Collected data
>>>>
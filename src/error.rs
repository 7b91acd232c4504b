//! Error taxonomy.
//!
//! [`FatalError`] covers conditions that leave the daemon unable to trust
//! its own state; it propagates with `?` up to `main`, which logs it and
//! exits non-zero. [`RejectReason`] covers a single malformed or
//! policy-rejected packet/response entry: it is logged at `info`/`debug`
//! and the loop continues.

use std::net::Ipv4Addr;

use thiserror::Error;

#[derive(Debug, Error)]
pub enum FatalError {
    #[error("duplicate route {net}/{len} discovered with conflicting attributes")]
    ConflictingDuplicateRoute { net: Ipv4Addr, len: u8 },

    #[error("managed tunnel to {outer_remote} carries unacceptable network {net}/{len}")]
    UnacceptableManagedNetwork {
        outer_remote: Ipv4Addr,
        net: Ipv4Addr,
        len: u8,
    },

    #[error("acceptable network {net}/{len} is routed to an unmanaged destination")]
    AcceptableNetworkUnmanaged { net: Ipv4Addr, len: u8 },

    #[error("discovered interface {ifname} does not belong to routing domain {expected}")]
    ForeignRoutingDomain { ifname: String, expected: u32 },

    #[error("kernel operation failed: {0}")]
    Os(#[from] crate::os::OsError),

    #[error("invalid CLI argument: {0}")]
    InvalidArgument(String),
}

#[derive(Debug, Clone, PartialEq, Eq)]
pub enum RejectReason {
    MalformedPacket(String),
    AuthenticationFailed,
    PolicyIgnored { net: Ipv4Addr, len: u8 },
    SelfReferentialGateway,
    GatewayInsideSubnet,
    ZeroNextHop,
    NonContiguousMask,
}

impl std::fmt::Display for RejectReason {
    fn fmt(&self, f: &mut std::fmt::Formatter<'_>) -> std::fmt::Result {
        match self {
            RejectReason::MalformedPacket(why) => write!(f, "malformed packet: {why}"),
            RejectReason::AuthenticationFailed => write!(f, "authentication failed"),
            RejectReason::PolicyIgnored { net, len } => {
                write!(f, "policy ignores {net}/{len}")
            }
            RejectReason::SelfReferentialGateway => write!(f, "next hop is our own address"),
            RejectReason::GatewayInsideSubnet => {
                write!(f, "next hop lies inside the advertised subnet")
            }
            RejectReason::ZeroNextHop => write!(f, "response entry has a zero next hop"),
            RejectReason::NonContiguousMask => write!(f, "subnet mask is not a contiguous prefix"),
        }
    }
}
<<<<
>>>>
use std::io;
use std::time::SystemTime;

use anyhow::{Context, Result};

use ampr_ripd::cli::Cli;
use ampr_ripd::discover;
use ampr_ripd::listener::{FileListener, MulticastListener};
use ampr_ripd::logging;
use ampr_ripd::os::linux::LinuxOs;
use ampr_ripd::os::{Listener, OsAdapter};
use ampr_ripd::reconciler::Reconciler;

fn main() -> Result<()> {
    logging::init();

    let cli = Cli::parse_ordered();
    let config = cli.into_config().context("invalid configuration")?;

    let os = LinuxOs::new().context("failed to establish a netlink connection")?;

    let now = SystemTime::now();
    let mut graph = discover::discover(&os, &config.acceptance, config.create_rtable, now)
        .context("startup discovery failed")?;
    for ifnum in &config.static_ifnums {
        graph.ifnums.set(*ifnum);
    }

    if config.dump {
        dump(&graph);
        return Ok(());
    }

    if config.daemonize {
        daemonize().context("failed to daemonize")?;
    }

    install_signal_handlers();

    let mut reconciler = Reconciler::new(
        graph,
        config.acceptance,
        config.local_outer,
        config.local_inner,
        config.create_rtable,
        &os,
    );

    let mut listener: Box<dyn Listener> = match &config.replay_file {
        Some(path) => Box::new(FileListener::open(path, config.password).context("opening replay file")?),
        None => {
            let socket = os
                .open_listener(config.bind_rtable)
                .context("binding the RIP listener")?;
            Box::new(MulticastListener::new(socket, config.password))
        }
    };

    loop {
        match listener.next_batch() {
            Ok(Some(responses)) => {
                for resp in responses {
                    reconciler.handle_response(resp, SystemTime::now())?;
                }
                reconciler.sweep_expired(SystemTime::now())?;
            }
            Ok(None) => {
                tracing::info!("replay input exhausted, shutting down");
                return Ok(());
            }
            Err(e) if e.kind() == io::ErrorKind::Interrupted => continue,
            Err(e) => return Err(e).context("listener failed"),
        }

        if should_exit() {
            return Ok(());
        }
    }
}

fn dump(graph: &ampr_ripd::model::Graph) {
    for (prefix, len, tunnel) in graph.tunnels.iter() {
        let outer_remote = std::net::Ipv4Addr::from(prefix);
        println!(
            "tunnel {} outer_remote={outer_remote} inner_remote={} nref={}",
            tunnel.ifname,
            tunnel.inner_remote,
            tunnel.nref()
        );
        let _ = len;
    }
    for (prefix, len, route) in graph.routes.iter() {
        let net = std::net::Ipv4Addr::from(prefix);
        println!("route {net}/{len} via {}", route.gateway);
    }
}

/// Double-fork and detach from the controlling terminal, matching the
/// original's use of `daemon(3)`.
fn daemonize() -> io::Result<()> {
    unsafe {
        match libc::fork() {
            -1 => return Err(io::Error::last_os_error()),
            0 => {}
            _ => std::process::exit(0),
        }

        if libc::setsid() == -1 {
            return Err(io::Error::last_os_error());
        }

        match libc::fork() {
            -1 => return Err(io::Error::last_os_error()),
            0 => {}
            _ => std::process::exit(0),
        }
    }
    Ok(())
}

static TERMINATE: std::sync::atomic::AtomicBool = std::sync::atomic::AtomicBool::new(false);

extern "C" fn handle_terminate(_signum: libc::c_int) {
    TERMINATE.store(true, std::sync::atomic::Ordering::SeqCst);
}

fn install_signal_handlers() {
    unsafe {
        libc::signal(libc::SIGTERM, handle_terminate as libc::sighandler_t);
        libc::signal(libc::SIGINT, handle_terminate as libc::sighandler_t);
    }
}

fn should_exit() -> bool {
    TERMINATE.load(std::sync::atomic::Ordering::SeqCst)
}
<<<<
>>>>
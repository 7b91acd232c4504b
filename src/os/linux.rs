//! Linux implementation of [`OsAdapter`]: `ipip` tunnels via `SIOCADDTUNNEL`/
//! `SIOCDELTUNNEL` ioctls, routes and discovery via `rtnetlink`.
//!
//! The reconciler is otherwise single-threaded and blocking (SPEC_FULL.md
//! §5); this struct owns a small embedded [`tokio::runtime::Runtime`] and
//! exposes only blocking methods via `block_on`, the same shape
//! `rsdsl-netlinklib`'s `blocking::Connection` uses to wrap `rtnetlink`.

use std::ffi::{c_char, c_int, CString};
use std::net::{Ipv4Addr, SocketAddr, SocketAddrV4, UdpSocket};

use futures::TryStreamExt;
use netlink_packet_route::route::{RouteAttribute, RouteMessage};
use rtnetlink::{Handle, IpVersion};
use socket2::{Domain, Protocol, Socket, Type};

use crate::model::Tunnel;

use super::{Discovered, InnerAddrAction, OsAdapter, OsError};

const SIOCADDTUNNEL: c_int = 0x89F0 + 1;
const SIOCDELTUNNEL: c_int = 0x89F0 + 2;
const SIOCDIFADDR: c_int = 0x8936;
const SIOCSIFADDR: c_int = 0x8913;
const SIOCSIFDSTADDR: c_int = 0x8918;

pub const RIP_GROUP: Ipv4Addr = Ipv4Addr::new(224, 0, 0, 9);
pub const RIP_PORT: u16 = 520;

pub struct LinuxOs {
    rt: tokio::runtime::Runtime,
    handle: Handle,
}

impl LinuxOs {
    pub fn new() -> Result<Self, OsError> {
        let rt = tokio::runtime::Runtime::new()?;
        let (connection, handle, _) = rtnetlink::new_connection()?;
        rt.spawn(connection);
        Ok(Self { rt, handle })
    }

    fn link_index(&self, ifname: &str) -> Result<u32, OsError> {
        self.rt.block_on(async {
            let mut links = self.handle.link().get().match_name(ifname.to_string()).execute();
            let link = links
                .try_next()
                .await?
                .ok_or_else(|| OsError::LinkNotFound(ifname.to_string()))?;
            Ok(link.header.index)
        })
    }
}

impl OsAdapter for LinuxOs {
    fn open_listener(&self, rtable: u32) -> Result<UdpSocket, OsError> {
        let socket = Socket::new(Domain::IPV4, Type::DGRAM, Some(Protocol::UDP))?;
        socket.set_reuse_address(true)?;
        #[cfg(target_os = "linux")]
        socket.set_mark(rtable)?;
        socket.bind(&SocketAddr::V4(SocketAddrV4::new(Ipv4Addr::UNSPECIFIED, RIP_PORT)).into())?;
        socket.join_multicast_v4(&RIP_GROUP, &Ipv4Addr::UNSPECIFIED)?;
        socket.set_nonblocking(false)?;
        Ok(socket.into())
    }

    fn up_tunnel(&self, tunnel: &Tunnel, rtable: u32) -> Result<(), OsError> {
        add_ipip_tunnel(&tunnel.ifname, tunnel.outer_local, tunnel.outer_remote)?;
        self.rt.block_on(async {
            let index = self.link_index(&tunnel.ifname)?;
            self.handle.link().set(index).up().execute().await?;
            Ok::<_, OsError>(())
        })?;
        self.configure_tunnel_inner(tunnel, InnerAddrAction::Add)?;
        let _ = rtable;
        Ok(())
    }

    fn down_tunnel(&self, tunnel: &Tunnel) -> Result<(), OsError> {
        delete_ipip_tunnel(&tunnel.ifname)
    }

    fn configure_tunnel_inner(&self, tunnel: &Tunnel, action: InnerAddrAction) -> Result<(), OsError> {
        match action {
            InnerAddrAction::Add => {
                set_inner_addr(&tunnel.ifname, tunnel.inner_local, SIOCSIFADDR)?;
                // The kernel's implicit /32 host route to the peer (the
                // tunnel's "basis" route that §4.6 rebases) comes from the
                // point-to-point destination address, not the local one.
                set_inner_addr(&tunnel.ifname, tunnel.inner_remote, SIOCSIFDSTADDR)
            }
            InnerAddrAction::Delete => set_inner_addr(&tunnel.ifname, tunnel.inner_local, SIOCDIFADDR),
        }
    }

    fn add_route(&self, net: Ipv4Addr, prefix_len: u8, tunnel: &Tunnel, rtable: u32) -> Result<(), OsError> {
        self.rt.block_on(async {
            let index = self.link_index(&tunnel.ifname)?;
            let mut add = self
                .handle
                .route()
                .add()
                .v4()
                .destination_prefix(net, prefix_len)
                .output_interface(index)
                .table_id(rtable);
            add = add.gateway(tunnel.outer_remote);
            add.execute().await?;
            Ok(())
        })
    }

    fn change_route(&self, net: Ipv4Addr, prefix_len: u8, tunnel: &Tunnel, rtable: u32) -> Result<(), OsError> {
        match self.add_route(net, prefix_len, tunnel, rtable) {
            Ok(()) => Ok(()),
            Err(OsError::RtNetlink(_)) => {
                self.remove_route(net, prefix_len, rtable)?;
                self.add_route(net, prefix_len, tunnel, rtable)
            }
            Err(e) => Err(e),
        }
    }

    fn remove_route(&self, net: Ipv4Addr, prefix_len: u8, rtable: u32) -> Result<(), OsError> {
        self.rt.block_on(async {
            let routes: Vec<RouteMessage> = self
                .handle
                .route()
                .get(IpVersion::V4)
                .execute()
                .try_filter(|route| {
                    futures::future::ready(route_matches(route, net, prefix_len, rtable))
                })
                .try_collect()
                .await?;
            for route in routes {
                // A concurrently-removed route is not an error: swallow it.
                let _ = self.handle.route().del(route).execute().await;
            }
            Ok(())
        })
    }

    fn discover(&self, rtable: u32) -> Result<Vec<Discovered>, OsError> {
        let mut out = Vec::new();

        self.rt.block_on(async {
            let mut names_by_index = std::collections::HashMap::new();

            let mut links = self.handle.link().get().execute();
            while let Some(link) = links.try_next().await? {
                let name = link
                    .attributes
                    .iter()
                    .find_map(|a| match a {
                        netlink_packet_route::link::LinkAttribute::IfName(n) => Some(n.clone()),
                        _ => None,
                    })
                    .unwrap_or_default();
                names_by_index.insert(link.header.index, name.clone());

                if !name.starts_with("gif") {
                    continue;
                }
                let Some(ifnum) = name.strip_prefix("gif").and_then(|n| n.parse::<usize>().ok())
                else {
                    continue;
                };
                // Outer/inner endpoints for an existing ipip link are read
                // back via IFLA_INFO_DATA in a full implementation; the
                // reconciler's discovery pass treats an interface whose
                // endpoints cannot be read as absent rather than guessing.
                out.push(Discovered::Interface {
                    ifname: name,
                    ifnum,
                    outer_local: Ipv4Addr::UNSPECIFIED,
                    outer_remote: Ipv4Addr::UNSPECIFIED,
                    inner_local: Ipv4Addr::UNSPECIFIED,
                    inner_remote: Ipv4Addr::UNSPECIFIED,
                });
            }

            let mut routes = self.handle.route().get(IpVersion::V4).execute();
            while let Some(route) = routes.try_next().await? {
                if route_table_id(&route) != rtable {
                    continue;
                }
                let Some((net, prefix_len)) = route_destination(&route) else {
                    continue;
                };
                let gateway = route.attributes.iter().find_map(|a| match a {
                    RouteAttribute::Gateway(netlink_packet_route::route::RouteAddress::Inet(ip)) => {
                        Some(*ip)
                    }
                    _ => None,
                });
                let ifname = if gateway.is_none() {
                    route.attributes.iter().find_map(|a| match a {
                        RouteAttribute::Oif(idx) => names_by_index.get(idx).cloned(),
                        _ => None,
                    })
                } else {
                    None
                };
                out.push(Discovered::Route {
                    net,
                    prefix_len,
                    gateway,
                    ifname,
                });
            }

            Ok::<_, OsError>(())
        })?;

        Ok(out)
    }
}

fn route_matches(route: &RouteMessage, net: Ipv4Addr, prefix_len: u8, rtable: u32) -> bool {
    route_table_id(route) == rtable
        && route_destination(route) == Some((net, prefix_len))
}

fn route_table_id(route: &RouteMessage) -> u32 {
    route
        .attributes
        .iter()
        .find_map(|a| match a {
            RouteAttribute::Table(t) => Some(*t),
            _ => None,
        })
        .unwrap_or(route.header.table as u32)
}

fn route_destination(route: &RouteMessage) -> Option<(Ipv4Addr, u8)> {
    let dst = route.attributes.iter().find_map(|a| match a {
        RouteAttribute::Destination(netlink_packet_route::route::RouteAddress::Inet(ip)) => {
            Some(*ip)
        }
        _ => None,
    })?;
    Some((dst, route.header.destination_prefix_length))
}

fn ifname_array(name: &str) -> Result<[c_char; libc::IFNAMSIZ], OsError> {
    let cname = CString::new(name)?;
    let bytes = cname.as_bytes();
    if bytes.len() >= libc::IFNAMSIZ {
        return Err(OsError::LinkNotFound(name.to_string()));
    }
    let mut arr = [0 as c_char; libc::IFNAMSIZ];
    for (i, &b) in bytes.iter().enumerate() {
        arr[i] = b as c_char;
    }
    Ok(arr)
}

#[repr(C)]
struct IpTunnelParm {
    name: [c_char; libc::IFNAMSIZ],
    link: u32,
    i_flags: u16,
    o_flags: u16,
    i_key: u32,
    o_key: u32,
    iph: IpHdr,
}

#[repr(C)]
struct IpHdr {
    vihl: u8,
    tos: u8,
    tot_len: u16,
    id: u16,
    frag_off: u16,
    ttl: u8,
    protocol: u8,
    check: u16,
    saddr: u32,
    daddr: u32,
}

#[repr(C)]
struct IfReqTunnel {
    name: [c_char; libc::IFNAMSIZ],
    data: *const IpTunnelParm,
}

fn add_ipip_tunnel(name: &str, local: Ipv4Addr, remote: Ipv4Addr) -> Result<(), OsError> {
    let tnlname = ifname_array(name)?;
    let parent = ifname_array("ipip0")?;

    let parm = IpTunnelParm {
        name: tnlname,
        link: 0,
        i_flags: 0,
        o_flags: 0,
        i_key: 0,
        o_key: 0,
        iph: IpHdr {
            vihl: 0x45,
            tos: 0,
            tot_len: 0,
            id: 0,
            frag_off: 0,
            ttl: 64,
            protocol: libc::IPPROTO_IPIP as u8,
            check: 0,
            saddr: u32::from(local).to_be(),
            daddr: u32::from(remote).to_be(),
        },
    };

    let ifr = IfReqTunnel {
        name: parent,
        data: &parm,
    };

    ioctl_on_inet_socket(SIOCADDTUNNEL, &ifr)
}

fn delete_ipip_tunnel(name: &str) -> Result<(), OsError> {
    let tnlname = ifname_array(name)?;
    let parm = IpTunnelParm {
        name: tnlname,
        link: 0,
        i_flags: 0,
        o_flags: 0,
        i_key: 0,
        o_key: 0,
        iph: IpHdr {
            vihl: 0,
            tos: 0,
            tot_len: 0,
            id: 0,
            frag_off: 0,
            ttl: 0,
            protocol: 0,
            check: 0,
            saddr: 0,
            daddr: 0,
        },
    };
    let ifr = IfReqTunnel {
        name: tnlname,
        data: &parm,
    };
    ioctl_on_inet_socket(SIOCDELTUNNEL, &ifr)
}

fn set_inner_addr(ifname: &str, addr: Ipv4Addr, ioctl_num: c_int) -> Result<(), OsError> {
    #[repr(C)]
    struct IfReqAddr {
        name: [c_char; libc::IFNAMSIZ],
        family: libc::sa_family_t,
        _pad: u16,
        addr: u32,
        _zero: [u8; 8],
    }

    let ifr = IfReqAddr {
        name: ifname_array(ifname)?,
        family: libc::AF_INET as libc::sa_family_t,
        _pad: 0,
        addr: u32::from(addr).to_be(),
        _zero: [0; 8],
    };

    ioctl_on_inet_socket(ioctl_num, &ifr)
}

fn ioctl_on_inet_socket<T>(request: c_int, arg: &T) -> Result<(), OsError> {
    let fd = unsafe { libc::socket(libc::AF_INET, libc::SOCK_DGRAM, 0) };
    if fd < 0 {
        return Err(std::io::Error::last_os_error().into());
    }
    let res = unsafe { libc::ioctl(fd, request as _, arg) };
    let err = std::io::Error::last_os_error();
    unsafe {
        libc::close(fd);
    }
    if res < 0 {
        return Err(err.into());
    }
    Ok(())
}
<<<<
» **What you are asked to do**
Among the entries above, find the line with "filename src/error.rs" and the line with "single malformed or"; give again exactly these two lines and all lines between them.

» **Task answer**
filename src/error.rs
repository 7b91acd232c4504b
//! Error taxonomy.
//!
//! [`FatalError`] covers conditions that leave the daemon unable to trust
//! its own state; it propagates with `?` up to `main`, which logs it and
//! exits non-zero. [`RejectReason`] covers a single malformed or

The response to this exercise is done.